▶ [Task requirements]:
Find every line below that contains the word "Pending" and copy it out.
Start of Given data
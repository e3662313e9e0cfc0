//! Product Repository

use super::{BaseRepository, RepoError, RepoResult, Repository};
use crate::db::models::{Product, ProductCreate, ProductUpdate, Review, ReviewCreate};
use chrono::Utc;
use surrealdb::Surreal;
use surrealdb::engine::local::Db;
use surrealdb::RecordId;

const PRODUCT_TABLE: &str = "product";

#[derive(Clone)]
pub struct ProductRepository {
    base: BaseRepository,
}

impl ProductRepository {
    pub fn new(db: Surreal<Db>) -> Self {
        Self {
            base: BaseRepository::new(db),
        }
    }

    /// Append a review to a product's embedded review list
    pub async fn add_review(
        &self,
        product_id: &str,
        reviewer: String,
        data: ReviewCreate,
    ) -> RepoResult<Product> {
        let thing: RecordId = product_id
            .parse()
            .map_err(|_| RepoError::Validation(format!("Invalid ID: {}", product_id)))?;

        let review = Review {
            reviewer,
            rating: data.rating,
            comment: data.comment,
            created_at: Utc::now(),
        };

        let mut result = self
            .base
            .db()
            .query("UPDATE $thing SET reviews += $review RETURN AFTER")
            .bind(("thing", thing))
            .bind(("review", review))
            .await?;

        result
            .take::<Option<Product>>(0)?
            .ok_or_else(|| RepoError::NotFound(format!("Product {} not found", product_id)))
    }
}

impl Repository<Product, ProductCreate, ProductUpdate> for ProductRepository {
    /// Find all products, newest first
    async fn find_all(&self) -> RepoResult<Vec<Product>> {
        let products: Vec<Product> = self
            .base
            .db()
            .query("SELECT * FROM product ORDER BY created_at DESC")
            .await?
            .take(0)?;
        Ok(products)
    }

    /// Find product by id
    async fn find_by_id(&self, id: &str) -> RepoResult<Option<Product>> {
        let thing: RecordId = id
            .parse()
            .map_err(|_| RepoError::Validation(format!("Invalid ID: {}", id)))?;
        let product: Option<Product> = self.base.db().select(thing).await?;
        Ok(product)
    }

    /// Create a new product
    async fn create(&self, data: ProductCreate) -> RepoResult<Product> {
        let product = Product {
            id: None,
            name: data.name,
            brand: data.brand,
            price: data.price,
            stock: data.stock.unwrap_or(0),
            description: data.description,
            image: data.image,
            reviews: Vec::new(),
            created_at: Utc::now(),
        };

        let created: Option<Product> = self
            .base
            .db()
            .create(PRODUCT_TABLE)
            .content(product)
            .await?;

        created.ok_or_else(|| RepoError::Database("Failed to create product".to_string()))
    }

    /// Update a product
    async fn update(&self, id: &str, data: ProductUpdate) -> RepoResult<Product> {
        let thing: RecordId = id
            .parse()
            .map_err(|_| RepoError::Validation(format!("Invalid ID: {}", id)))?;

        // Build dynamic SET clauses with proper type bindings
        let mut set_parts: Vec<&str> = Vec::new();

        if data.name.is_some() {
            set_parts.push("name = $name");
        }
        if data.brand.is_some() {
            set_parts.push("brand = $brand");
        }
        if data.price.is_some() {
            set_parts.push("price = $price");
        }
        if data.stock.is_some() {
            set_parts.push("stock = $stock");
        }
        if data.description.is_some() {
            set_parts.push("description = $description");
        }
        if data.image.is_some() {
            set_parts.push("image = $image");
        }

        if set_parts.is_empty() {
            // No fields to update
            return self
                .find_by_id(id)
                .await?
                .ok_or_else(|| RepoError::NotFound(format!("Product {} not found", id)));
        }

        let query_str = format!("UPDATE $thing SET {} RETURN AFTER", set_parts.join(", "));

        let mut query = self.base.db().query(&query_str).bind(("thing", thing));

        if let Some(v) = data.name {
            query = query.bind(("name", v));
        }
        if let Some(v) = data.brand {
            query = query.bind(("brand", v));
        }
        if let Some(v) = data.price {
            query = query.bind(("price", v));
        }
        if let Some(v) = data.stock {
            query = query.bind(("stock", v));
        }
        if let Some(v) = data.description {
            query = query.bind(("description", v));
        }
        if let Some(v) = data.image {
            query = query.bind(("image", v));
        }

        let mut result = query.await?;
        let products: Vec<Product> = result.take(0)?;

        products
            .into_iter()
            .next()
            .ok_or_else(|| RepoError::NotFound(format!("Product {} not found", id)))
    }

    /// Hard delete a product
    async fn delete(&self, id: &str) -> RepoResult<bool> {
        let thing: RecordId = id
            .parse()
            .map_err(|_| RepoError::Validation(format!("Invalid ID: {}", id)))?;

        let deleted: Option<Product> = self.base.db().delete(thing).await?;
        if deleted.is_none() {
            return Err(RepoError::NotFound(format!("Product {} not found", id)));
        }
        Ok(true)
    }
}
End of Given data
Start of Given data
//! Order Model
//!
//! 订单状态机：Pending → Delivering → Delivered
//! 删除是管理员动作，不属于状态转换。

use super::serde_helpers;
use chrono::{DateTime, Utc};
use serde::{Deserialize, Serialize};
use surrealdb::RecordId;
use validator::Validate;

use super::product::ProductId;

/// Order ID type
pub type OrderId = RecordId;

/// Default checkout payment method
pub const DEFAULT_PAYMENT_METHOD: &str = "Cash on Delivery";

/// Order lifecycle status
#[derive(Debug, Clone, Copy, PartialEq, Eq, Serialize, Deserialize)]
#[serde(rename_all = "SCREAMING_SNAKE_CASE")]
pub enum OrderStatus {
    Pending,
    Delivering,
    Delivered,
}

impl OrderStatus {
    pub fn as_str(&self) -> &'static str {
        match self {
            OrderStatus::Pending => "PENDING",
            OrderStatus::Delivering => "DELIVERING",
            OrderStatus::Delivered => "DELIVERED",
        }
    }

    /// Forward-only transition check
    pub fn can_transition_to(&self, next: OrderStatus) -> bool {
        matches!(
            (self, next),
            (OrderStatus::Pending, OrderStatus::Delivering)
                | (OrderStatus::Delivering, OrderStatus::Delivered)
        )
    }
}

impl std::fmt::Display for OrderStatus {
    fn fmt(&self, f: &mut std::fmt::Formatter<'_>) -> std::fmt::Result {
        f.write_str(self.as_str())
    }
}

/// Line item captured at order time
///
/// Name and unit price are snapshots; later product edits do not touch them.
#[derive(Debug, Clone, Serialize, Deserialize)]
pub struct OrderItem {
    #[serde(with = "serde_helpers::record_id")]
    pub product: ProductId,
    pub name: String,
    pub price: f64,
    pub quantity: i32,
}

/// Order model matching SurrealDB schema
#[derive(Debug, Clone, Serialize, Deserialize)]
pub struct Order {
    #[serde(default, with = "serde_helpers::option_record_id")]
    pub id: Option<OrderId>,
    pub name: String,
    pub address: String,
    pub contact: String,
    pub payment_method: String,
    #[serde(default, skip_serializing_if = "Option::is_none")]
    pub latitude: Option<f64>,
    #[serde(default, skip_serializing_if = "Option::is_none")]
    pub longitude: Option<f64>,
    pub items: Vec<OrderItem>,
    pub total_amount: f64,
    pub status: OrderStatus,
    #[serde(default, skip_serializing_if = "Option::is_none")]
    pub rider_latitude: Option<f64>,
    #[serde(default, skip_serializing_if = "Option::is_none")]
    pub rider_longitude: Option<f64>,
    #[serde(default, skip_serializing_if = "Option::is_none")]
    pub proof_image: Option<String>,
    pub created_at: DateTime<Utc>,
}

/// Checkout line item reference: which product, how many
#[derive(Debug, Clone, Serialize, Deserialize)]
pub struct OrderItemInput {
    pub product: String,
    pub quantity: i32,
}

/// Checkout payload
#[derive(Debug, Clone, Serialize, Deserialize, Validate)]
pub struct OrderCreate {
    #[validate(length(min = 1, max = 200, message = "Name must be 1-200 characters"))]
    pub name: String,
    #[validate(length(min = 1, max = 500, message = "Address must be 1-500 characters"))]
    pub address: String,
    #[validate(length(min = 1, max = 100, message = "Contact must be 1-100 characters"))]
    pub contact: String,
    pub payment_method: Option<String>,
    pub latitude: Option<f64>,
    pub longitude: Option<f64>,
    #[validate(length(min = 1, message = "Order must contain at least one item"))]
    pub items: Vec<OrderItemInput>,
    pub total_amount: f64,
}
End of Given data
▶ [Result]:
//! 订单状态机：Pending → Delivering → Delivered
    Pending,
            OrderStatus::Pending => "PENDING",
            (OrderStatus::Pending, OrderStatus::Delivering)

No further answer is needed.